Наташа смотрела обиженными глазами на коменданта, и никак не была похожа на человека, который хоть в чём-то виноват.
— Хорошо, я не буду играть с вами в прятки. Сегодня ночью убит Штокман, что вы об этом знаете?
Наташа удивилась совершенно искренне.
— Но где, каким образом? — спросила она таким тоном, что Клингер опять растерялся. Он не чувствовал уверенности в словесной дуэли с этой девчонкой. Она убивала его своей непосредственностью.
А Наташа продолжала наступать:
— Почему вы спрашиваете меня об этом, вам мало моего горя? — Опустив голову, она заплакала, сначала через силу, а потом, войдя в роль, по-настоящему, роняя крупные слёзы.
Клингер внимательно посмотрел на неё, криво пошевелил губами и протянул:
— Поберегите свои слёзы, они вам ещё пригодятся. Играйте для других. Я вам не верю.
— В чём я виновата? — с горечью, глотая слёзы, спросила Наташа.
— Я объясню. Вы попались. Вам специально дали возможность ознакомиться с секретной бумагой, из которой вы узнали, что будут отправляться важные документы. И вот финал: люди убиты, документы похищены, машина разбита. Что вы скажете теперь?
— Я ничего об этом не знаю.
— Это вы сообщили партизанам о предстоящей эвакуации документов.
— Нет! Это какая-то чепуха! Почему они сами не могли выследить машину? При чём здесь я? Партизаны на всех нападают. Вы об этом знаете намного лучше, чем я. — Наташа сдержала слёзы, но не могла скрыть глубокую обиду за нелепое обвинение.
— Но об отправке документов вы знали. Не будете отрицать это?
— Конечно. Я сама печатала списки. Как же мне не знать? Я вообще много знаю и разве дала хоть малейший повод сомневаться во мне?
— Ваше заявление вполне логично. Буду откровенен до конца — это дело гестапо. Майор Демель, видимо, лучше сумеет объяснить, в чём ваша вина.

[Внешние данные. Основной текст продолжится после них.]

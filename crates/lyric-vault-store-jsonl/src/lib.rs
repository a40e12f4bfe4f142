use std::collections::BTreeSet;
use std::fs::{self, File};
use std::io::{BufRead, BufReader, BufWriter, Write};
use std::path::{Path, PathBuf};

use anyhow::{anyhow, Context, Result};
use lyric_vault_core::{ArtefactId, ArtefactRecord};
use serde::{Deserialize, Serialize};
use tempfile::NamedTempFile;

pub const STORE_FORMAT: &str = "lyric-vault.v1";

/// Predicate used to select records, in the spirit of a document-store query.
pub type Selector<'a> = &'a dyn Fn(&ArtefactRecord) -> bool;

/// Ordered, keyed collection of artefact records.
///
/// Records come back from [`ArtefactCollection::all`] in insertion order. Ids
/// handed out by [`ArtefactCollection::allocate_id`] are never handed out
/// again, even after the record carrying them is removed.
pub trait ArtefactCollection {
    /// Append a new record.
    ///
    /// # Errors
    /// Returns an error when a record with the same id already exists or the
    /// write cannot be persisted.
    fn insert(&mut self, record: ArtefactRecord) -> Result<()>;

    /// First record matching `selector`.
    ///
    /// # Errors
    /// Returns an error when the collection cannot be read.
    fn get_by(&self, selector: Selector<'_>) -> Result<Option<ArtefactRecord>>;

    /// Replace every record matching `selector` with `record`, returning how
    /// many were replaced.
    ///
    /// # Errors
    /// Returns an error when a matching record has a different id than
    /// `record`, or the write cannot be persisted.
    fn update(&mut self, record: ArtefactRecord, selector: Selector<'_>) -> Result<usize>;

    /// Remove every record matching `selector`, returning how many were removed.
    ///
    /// # Errors
    /// Returns an error when the write cannot be persisted.
    fn remove(&mut self, selector: Selector<'_>) -> Result<usize>;

    /// Snapshot of all records in insertion order.
    ///
    /// # Errors
    /// Returns an error when the collection cannot be read.
    fn all(&self) -> Result<Vec<ArtefactRecord>>;

    /// Number of records currently stored.
    ///
    /// # Errors
    /// Returns an error when the collection cannot be read.
    fn count(&self) -> Result<usize>;

    /// Reserve the next artefact id from the monotonic counter.
    ///
    /// # Errors
    /// Returns an error when the counter cannot be persisted.
    fn allocate_id(&mut self) -> Result<ArtefactId>;
}

/// Select the record with the given id.
pub fn by_id(id: ArtefactId) -> impl Fn(&ArtefactRecord) -> bool {
    move |record| record.id == id
}

#[derive(Debug, Clone, Serialize, Deserialize, PartialEq, Eq)]
struct StoreHeader {
    format: String,
    next_id: u64,
}

#[derive(Debug, Clone, PartialEq, Eq)]
struct RecordSet {
    next_id: ArtefactId,
    records: Vec<ArtefactRecord>,
}

impl Default for RecordSet {
    fn default() -> Self {
        Self { next_id: ArtefactId::FIRST, records: Vec::new() }
    }
}

impl RecordSet {
    fn insert(&mut self, record: ArtefactRecord) -> Result<()> {
        if self.records.iter().any(|existing| existing.id == record.id) {
            return Err(anyhow!("artefact {} already exists", record.id));
        }
        if record.id >= self.next_id {
            self.next_id = record.id.next();
        }
        self.records.push(record);
        Ok(())
    }

    fn get_by(&self, selector: Selector<'_>) -> Option<ArtefactRecord> {
        self.records.iter().find(|record| selector(record)).cloned()
    }

    fn update(&mut self, record: &ArtefactRecord, selector: Selector<'_>) -> Result<usize> {
        if let Some(existing) =
            self.records.iter().find(|existing| selector(existing) && existing.id != record.id)
        {
            return Err(anyhow!(
                "update would change artefact id {} to {}",
                existing.id,
                record.id
            ));
        }

        let mut replaced = 0_usize;
        for existing in self.records.iter_mut().filter(|existing| selector(existing)) {
            *existing = record.clone();
            replaced += 1;
        }
        Ok(replaced)
    }

    fn remove(&mut self, selector: Selector<'_>) -> usize {
        let before = self.records.len();
        self.records.retain(|record| !selector(record));
        before - self.records.len()
    }

    fn allocate_id(&mut self) -> ArtefactId {
        let id = self.next_id;
        self.next_id = id.next();
        id
    }
}

/// Volatile collection for tests and embedding.
#[derive(Debug, Clone, Default)]
pub struct MemoryCollection {
    set: RecordSet,
}

impl MemoryCollection {
    #[must_use]
    pub fn new() -> Self {
        Self::default()
    }
}

impl ArtefactCollection for MemoryCollection {
    fn insert(&mut self, record: ArtefactRecord) -> Result<()> {
        self.set.insert(record)
    }

    fn get_by(&self, selector: Selector<'_>) -> Result<Option<ArtefactRecord>> {
        Ok(self.set.get_by(selector))
    }

    fn update(&mut self, record: ArtefactRecord, selector: Selector<'_>) -> Result<usize> {
        self.set.update(&record, selector)
    }

    fn remove(&mut self, selector: Selector<'_>) -> Result<usize> {
        Ok(self.set.remove(selector))
    }

    fn all(&self) -> Result<Vec<ArtefactRecord>> {
        Ok(self.set.records.clone())
    }

    fn count(&self) -> Result<usize> {
        Ok(self.set.records.len())
    }

    fn allocate_id(&mut self) -> Result<ArtefactId> {
        Ok(self.set.allocate_id())
    }
}

/// Line-delimited JSON collection backed by one file.
///
/// The first line is a header carrying the format tag and the id counter;
/// every following line is one record. Each mutation rewrites the file
/// through a temporary sibling and an atomic rename.
#[derive(Debug)]
pub struct JsonlStore {
    path: PathBuf,
    set: RecordSet,
}

impl JsonlStore {
    /// Open the store at `path`. A missing file is an empty store.
    ///
    /// # Errors
    /// Returns an error when the file exists but cannot be read or parsed.
    pub fn open(path: &Path) -> Result<Self> {
        let set = if path.exists() { read_store_file(path)? } else { RecordSet::default() };
        tracing::debug!(
            path = %path.display(),
            records = set.records.len(),
            next_id = %set.next_id,
            "opened artefact store"
        );
        Ok(Self { path: path.to_path_buf(), set })
    }

    #[must_use]
    pub fn path(&self) -> &Path {
        &self.path
    }

    /// Apply `change` to a copy of the records, persist it, then adopt it.
    fn commit<T>(&mut self, change: impl FnOnce(&mut RecordSet) -> Result<T>) -> Result<T> {
        let mut staged = self.set.clone();
        let value = change(&mut staged)?;
        write_store_file(&self.path, &staged)?;
        self.set = staged;
        Ok(value)
    }
}

impl ArtefactCollection for JsonlStore {
    fn insert(&mut self, record: ArtefactRecord) -> Result<()> {
        self.commit(|set| set.insert(record))
    }

    fn get_by(&self, selector: Selector<'_>) -> Result<Option<ArtefactRecord>> {
        Ok(self.set.get_by(selector))
    }

    fn update(&mut self, record: ArtefactRecord, selector: Selector<'_>) -> Result<usize> {
        self.commit(|set| set.update(&record, selector))
    }

    fn remove(&mut self, selector: Selector<'_>) -> Result<usize> {
        self.commit(|set| Ok(set.remove(selector)))
    }

    fn all(&self) -> Result<Vec<ArtefactRecord>> {
        Ok(self.set.records.clone())
    }

    fn count(&self) -> Result<usize> {
        Ok(self.set.records.len())
    }

    fn allocate_id(&mut self) -> Result<ArtefactId> {
        self.commit(|set| Ok(set.allocate_id()))
    }
}

fn read_store_file(path: &Path) -> Result<RecordSet> {
    let file = File::open(path)
        .with_context(|| format!("failed to open artefact store {}", path.display()))?;
    let reader = BufReader::new(file);
    let mut header: Option<StoreHeader> = None;
    let mut set = RecordSet::default();
    let mut seen = BTreeSet::new();

    for (index, line) in reader.lines().enumerate() {
        let line_no = index + 1;
        let line = line
            .with_context(|| format!("failed to read line {line_no} from {}", path.display()))?;
        let trimmed = line.trim();
        if trimmed.is_empty() {
            continue;
        }

        if header.is_none() {
            let parsed: StoreHeader = serde_json::from_str(trimmed).with_context(|| {
                format!("failed to parse store header on line {line_no} of {}", path.display())
            })?;
            if parsed.format != STORE_FORMAT {
                return Err(anyhow!(
                    "unsupported store format {:?} in {}; expected {STORE_FORMAT}",
                    parsed.format,
                    path.display()
                ));
            }
            header = Some(parsed);
            continue;
        }

        let record: ArtefactRecord = serde_json::from_str(trimmed).with_context(|| {
            format!("failed to parse artefact on line {line_no} of {}", path.display())
        })?;
        if !seen.insert(record.id) {
            return Err(anyhow!(
                "duplicate artefact id {} on line {line_no} of {}",
                record.id,
                path.display()
            ));
        }
        set.records.push(record);
    }

    let Some(header) = header else {
        return Ok(set);
    };

    set.next_id = ArtefactId(header.next_id);
    if let Some(max_id) = seen.last() {
        if *max_id >= set.next_id {
            return Err(anyhow!(
                "store counter {} in {} is not above stored artefact id {max_id}",
                header.next_id,
                path.display()
            ));
        }
    }
    if set.next_id < ArtefactId::FIRST {
        return Err(anyhow!("store counter in {} must be >= 1", path.display()));
    }

    Ok(set)
}

fn write_store_file(path: &Path, set: &RecordSet) -> Result<()> {
    let parent = match path.parent() {
        Some(parent) if !parent.as_os_str().is_empty() => parent.to_path_buf(),
        _ => PathBuf::from("."),
    };
    fs::create_dir_all(&parent)
        .with_context(|| format!("failed to create store directory {}", parent.display()))?;

    let temp = NamedTempFile::new_in(&parent)
        .with_context(|| format!("failed to create temporary file in {}", parent.display()))?;
    {
        let mut writer = BufWriter::new(temp.as_file());
        let header = StoreHeader { format: STORE_FORMAT.to_string(), next_id: set.next_id.get() };
        write_json_line(&mut writer, &header)?;
        for record in &set.records {
            write_json_line(&mut writer, record)?;
        }
        writer.flush().context("failed to flush artefact store")?;
    }
    temp.as_file().sync_all().context("failed to sync artefact store")?;
    temp.persist(path)
        .with_context(|| format!("failed to replace artefact store {}", path.display()))?;
    Ok(())
}

fn write_json_line<W: Write, T: Serialize>(writer: &mut W, value: &T) -> Result<()> {
    let line = serde_json::to_string(value).context("failed to serialize store row")?;
    writer.write_all(line.as_bytes()).context("failed to write store row")?;
    writer.write_all(b"\n").context("failed to write store row")?;
    Ok(())
}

— Ни в чём! — горячо сказала Наташа.
— Очень может быть, но я умываю руки. Гестапо свыше моих сил, это вы прекрасно понимаете.
— Я понимаю, — тихо сказала Наташа. — Куда мне теперь?
— Идите, работайте.
Наташа вышла в приёмную и занялась делами. Но не прошло и пяти минут после окончания разговора с комендантом, как в дверях появился гестаповский офицер с двумя автоматчиками, которые замерли возле Наташи. Офицер прошёл к коменданту.
«Это уже арест», — подумала Наташа. Тотчас из кабинета коменданта вышел гестаповец и произнёс с любезной улыбкой:
— Вы арестованы!
Прямо из комендатуры её привели к Демелю. Начальник гестапо сидел за столом, подперев щёку ладонью. Поза и глаза — всё говорило о неподдельной задумчивости.
— Садитесь, Наташа, — будто очнувшись от тяжёлых дум, произнёс Демель. — И чтобы сразу же внести ясность в наши отношения, я вам скажу всё: вы советская разведчица!
Наступила пауза. Демель не спускал глаз с Наташи. Она была невозмутима. Демель вздрогнул. Лицо Наташи казалось каменным.